What the task asks:
Produce an exact copy of the lines below, starting at the first and ending with the line containing "use crate::memory::ReplayMemory;".
*-*-*
//! Replay processor facade.
//!
//! Owns the aggregates (moment estimators, controller state, clip window,
//! global counters) and drives one training step in the externally
//! observable order: moment update, far-policy estimate, ReF-ER update,
//! eviction selection, removal, sampler re-prepare. Global quantities flow
//! through the async reducers with a one-step lag.

use crate::config::ReplayConfig;
use crate::core::StateRewardStats;
use crate::error::ProcessorError;
use crate::memory::ReplayMemory;
use crate::processing::fold;
use crate::processing::histogram;
use crate::processing::planner::{ClipRange, EvictionPlanner};
use crate::processing::refer::ReFerController;
use crate::reducer::{AsyncReducer, LocalAllReduce, ReduceTransport};
use std::fmt::Write;
use std::sync::Arc;

/// Scale factor tying the controller rate to batch size over data size.
const REFER_RATE_COEF: f64 = 0.1;

fn fmt_real(out: &mut String, v: f64, width: usize, sci: bool) {
    if sci {
        let _ = write!(out, " {:>w$.1e}", v, w = width);
    } else {
        let _ = write!(out, " {:>w$.2}", v, w = width);
    }
}

/// Hot-path processor over a shared [`ReplayMemory`].
pub struct ReplayProcessor {
    cfg: ReplayConfig,
    rm: Arc<ReplayMemory>,
    stats: StateRewardStats,
    refer: ReFerController,
    planner: EvictionPlanner,
    clip: ClipRange,
    /// Global (episodes, transitions) seen-counters.
    step_reducer: AsyncReducer<i64>,
    /// Global centered moment sums.
    moment_reducer: AsyncReducer<f64>,
    /// Global (far-policy steps, stored transitions).
    refer_reducer: AsyncReducer<f64>,
    n_seen_episodes: i64,
    n_seen_transitions: i64,
    n_far_policy_steps: usize,
    avg_kl_divergence: f64,
    oldest_episode_id: i64,
    n_pruned: u64,
    n_pruned_since_report: u64,
}

impl ReplayProcessor {
    /// Single-process processor (in-process reduction transport).
    pub fn new(rm: Arc<ReplayMemory>, cfg: ReplayConfig) -> Result<Self, ProcessorError> {
        Self::with_transport(rm, cfg, LocalAllReduce::new())
    }

    /// Processor over an explicit reduction transport.
    pub fn with_transport<Tr>(
        rm: Arc<ReplayMemory>,
        cfg: ReplayConfig,
        transport: Tr,
    ) -> Result<Self, ProcessorError>
    where
        Tr: ReduceTransport<i64> + ReduceTransport<f64> + Clone,
    {
        cfg.validate()?;
        let stats = StateRewardStats::new(cfg.dim_state);
        let step_reducer = AsyncReducer::new(
            transport.clone(),
            vec![rm.n_seen_episodes_local(), rm.n_seen_transitions_local()],
        );
        let moment_reducer = AsyncReducer::new(transport.clone(), stats.initial_payload());
        let refer_reducer = AsyncReducer::new(transport, vec![0.0, cfg.max_tot_obs as f64]);

        Ok(Self {
            cfg,
            rm,
            stats,
            refer: ReFerController::new(),
            planner: EvictionPlanner::new(),
            clip: ClipRange::unit(),
            step_reducer,
            moment_reducer,
            refer_reducer,
            n_seen_episodes: 0,
            n_seen_transitions: 0,
            n_far_policy_steps: 0,
            avg_kl_divergence: 0.0,
            oldest_episode_id: 0,
            n_pruned: 0,
            n_pruned_since_report: 0,
        })
    }

    /// Update reward and state moment estimators over the whole buffer.
    ///
    /// Always pulls the global seen-counters (they stay monotone in
    /// evaluation mode too). In training mode, folds centered sums over
    /// the buffer, submits them, and applies the previous global payload
    /// with weights `w_r` / `w_s`; a zero weight leaves that family of
    /// moments untouched, and with both zero the submission is skipped
    /// entirely. `b_init` forces the blocking read used at startup.
    pub fn update_rewards_stats(
        &mut self,
        w_r: f64,
        w_s: f64,
        b_init: bool,
    ) -> Result<(), ProcessorError> {
        self.step_reducer.submit(vec![
            self.rm.n_seen_episodes_local(),
            self.rm.n_seen_transitions_local(),
        ]);
        let seen = self.step_reducer.get(b_init)?;
        self.n_seen_episodes = seen[0];
        self.n_seen_transitions = seen[1];

        if !self.cfg.train {
            return Ok(());
        }

        if w_r > 0.0 || w_s > 0.0 {
            let payload = {
                let episodes = self.rm.episodes();
                fold::moment_payload(
                    &episodes,
                    self.stats.reward().mean(),
                    &self.stats.state_means(),
                    w_s > 0.0,
                )
            };
            self.moment_reducer.submit(payload);
        }

        let payload = self.moment_reducer.get(b_init)?;
        self.stats.apply_payload(&payload, w_r, w_s);
        Ok(())
    }

    /// One ReF-ER controller step from the previous global far-policy
    /// estimate.
    ///
    /// The far-policy count submitted here is the one produced by the most
    /// recent planning pass; at most a minibatch worth of weights has
    /// changed since, so the fraction is off by ~B/N.
    pub fn update_refer_penalization(&mut self) -> Result<(), ProcessorError> {
        let n_data_local = self.rm.read_n_data();
        self.refer_reducer
            .submit(vec![self.n_far_policy_steps as f64, n_data_local as f64]);
        let global = self.refer_reducer.get(false)?;
        let frac_off_pol = if global[1] > 0.0 { global[0] / global[1] } else { 0.0 };
        let n_eff = (self.cfg.max_tot_obs as f64).max(global[1]);
        let learn_rate = REFER_RATE_COEF * self.cfg.batch_size as f64 / n_eff;
        self.refer.update(frac_off_pol, learn_rate, self.cfg.penal_tol);
        Ok(())
    }

    /// Recompute the clip window and pick the episode to delete under the
    /// configured strategy.
    pub fn select_episode_to_delete(&mut self, grad_step: u64) -> Result<(), ProcessorError> {
        let (clip, summary) = self.planner.plan(&self.rm, &self.cfg, grad_step)?;
        self.clip = clip;
        self.n_far_policy_steps = summary.n_far_policy_steps;
        self.avg_kl_divergence = summary.avg_kl_divergence;
        self.oldest_episode_id = summary.oldest_episode_id;
        Ok(())
    }

    /// Clear sampling flags, apply the guarded removal, and rebuild the
    /// sampling distribution.
    pub fn prepare_next_batch(&mut self) {
        let removed = self.planner.finalize(&self.rm, self.cfg.max_tot_obs_local);
        self.n_pruned += removed as u64;
        self.n_pruned_since_report += removed as u64;
    }

    /// Run one full training step in the observable order: consolidate
    /// intake, moment update, ReF-ER update, eviction selection, removal
    /// and sampler re-prepare.
    pub fn process_step(
        &mut self,
        w_r: f64,
        w_s: f64,
        grad_step: u64,
        b_init: bool,
    ) -> Result<(), ProcessorError> {
        self.rm.consolidate();
        self.update_rewards_stats(w_r, w_s, b_init)?;
        self.update_refer_penalization()?;
        self.select_episode_to_delete(grad_step)?;
        self.prepare_next_batch();
        Ok(())
    }

    /// Header row matching [`ReplayProcessor::report_metrics`].
    pub fn report_headers(&self) -> String {
        let mut out = String::from(
            "|  avgR  | avgr | stdr | DKL | nEp |  nObs | totEp | totObs | oldEp |nDel|nFarP ",
        );
        if self.clip.is_active() {
            out.push_str("| beta ");
        }
        out
    }

    /// One whitespace-separated metrics line. Resets the pruned-episode
    /// counter afterwards.
    pub fn report_metrics(&mut self) -> String {
        let mut out = String::new();
        fmt_real(&mut out, self.rm.avg_cumulative_reward(), 9, false);
        fmt_real(&mut out, self.stats.reward().mean() as f64, 6, false);
        fmt_real(&mut out, 1.0 / self.stats.reward().inv_std() as f64, 6, true);
        fmt_real(&mut out, self.avg_kl_divergence, 5, true);
        let _ = write!(out, " {:>5}", self.rm.read_n_seq());
        let _ = write!(out, " {:>7}", self.rm.read_n_data());
        let _ = write!(out, " {:>7}", self.n_seen_episodes);
        let _ = write!(out, " {:>8}", self.n_seen_transitions);
        let _ = write!(out, " {:>7}", self.oldest_episode_id);
        let _ = write!(out, " {:>4}", self.n_pruned_since_report);
        let _ = write!(out, " {:>6}", self.n_far_policy_steps);
        if self.clip.is_active() {
            fmt_real(&mut out, self.refer.beta(), 6, true);
        }
        self.n_pruned_since_report = 0;
        out
    }

    /// Render the importance-weight histogram over the current buffer.
    pub fn histogram_imp_weights(&self) -> String {
        let episodes = self.rm.episodes();
        histogram::histogram_report(&episodes, self.rm.read_n_data())
    }

    /// Moment estimators.
    pub fn stats(&self) -> &StateRewardStats {
        &self.stats
    }

    /// Current KL penalty weight.
    pub fn beta(&self) -> f64 {
        self.refer.beta()
    }

    /// Current policy-cost weight.
    pub fn alpha(&self) -> f64 {
        self.refer.alpha()
    }

    /// Current clip window.
    pub fn clip(&self) -> ClipRange {
        self.clip
    }

    /// Far-policy steps from the most recent planning pass.
    pub fn n_far_policy_steps(&self) -> usize {
        self.n_far_policy_steps
    }

    /// Mean KL divergence per stored transition.
    pub fn avg_kl_divergence(&self) -> f64 {
        self.avg_kl_divergence
    }

    /// Global episode count seen across all processes.
    pub fn n_seen_episodes(&self) -> i64 {
        self.n_seen_episodes
    }

    /// Global transition count seen across all processes.
    pub fn n_seen_transitions(&self) -> i64 {
        self.n_seen_transitions
    }

    /// Insertion id of the oldest resident episode.
    pub fn oldest_episode_id(&self) -> i64 {
        self.oldest_episode_id
    }

    /// Episodes pruned since construction.
    pub fn n_pruned(&self) -> u64 {
        self.n_pruned
    }

    /// Shared replay memory handle.
    pub fn memory(&self) -> &Arc<ReplayMemory> {
        &self.rm
    }

    /// Processor configuration.
    pub fn config(&self) -> &ReplayConfig {
        &self.cfg
    }
}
*-*-*
Finished task:
//! Replay processor facade.
//!
//! Owns the aggregates (moment estimators, controller state, clip window,
//! global counters) and drives one training step in the externally
//! observable order: moment update, far-policy estimate, ReF-ER update,
//! eviction selection, removal, sampler re-prepare. Global quantities flow
//! through the async reducers with a one-step lag.

use crate::config::ReplayConfig;
use crate::core::StateRewardStats;
use crate::error::ProcessorError;
use crate::memory::ReplayMemory;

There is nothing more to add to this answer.